- Opening Delimiter -

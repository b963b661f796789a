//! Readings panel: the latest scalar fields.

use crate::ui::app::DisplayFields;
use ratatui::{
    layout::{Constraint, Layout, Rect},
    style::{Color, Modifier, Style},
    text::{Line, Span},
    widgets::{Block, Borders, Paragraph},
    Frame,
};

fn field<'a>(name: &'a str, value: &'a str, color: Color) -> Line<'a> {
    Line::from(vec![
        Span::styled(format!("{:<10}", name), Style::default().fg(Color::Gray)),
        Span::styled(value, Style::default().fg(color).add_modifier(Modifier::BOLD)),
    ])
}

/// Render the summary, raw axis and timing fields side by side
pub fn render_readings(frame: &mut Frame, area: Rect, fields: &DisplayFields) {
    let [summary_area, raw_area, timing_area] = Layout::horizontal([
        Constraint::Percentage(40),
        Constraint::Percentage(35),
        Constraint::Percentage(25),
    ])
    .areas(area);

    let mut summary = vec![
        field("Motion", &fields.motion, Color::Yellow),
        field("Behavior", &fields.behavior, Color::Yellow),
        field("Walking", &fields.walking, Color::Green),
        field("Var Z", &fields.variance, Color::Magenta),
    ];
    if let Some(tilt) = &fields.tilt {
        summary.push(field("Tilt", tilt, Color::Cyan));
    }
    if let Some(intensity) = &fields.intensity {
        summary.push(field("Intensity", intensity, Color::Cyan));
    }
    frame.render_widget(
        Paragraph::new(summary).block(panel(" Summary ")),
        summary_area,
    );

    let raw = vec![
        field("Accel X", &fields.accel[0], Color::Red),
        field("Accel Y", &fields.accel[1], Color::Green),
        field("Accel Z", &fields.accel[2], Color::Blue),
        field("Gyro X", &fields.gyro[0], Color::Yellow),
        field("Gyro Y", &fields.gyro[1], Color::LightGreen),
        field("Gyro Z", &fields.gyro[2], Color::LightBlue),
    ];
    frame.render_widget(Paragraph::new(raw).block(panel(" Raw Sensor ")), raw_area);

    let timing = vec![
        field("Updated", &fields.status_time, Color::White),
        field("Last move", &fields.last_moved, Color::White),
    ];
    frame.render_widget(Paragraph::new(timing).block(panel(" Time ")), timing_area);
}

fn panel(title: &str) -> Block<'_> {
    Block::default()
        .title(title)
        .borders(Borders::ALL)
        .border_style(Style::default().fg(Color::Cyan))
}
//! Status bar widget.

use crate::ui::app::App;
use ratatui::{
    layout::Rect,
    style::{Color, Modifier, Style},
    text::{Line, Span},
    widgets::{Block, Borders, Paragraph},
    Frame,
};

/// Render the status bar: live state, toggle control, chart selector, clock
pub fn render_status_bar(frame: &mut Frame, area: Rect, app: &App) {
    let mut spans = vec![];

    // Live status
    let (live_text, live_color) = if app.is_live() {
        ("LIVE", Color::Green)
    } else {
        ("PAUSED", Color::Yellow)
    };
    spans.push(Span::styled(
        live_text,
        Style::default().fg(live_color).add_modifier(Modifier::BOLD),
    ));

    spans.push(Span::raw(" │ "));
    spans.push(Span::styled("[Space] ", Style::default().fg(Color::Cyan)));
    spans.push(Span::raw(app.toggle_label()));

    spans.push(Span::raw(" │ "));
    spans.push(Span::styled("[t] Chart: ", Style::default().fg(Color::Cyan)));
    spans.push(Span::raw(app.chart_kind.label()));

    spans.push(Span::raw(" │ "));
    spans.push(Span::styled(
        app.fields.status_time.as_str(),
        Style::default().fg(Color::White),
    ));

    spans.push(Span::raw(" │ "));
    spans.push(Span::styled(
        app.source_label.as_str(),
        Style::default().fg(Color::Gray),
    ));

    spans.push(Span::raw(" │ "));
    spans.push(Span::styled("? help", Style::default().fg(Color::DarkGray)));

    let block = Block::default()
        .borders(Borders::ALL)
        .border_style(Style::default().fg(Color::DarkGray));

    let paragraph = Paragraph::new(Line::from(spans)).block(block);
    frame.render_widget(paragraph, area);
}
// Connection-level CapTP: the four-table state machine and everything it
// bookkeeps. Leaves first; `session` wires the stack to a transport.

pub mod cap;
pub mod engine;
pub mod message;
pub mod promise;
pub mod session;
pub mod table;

- Closing Delimiter -
- Opening Delimiter -

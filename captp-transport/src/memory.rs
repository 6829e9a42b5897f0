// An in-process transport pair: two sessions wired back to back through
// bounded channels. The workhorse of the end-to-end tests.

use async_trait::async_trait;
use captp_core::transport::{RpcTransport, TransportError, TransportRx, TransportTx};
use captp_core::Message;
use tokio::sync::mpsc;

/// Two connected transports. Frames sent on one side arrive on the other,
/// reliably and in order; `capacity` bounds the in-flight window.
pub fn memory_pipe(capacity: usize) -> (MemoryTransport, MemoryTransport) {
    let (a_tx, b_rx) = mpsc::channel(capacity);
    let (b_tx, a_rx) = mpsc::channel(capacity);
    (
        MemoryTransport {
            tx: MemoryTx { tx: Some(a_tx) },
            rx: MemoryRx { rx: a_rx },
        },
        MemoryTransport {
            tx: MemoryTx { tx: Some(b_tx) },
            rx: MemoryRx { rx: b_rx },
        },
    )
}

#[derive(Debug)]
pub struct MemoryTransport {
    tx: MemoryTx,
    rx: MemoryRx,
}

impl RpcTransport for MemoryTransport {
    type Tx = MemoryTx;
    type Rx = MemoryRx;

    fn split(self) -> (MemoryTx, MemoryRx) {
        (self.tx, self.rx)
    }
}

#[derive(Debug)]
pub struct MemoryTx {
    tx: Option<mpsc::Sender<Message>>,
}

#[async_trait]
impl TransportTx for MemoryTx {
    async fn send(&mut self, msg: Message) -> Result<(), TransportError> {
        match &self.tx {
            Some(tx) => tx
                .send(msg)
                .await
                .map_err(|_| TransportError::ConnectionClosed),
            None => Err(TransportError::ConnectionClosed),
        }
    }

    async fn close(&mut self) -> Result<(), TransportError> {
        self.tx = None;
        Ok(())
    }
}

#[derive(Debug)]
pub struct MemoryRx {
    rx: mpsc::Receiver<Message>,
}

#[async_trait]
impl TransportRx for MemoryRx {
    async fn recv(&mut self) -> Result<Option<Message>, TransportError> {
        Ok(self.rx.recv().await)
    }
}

- Closing Delimiter -
- Opening Delimiter -

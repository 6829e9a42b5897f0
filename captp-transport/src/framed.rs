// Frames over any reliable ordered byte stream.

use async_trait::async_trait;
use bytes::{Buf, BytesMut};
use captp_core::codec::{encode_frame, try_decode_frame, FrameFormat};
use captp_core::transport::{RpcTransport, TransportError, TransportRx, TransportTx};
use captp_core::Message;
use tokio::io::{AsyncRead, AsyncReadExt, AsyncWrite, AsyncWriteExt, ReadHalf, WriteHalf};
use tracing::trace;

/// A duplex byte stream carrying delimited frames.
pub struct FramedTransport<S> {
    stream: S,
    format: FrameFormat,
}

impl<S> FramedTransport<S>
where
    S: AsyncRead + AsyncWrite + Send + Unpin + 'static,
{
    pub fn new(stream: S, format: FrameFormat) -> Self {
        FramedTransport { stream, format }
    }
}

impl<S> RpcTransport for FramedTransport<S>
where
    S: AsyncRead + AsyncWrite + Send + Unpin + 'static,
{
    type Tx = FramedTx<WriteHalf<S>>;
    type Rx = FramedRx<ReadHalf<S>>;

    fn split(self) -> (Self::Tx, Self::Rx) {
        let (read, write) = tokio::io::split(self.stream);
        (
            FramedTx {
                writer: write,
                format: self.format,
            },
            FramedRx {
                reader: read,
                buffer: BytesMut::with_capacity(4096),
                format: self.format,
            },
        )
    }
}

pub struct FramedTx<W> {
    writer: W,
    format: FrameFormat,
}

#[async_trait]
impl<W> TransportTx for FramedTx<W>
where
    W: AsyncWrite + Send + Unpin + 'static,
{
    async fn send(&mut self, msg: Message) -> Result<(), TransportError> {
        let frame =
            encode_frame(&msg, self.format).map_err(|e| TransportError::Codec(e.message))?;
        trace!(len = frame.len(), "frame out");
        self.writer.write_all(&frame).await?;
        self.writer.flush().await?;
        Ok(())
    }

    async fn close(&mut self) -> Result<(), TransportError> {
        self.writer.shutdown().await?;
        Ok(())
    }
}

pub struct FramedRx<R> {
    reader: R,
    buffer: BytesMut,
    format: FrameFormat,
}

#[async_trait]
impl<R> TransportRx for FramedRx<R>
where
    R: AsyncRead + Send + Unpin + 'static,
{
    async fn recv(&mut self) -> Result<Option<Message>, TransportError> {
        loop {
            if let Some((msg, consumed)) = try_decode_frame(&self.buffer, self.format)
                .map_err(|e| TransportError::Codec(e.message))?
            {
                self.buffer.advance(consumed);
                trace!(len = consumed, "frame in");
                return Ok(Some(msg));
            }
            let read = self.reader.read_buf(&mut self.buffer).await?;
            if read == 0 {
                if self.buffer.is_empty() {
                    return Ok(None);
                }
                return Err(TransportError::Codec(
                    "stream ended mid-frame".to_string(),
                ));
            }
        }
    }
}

- Closing Delimiter -

# EXERCISE OBJECTIVE
Scan the listing for the string "Yellow", then copy every line where it appears.

# REPLY
        field("Motion", &fields.motion, Color::Yellow),
        field("Behavior", &fields.behavior, Color::Yellow),
        field("Gyro X", &fields.gyro[0], Color::Yellow),
        ("PAUSED", Color::Yellow)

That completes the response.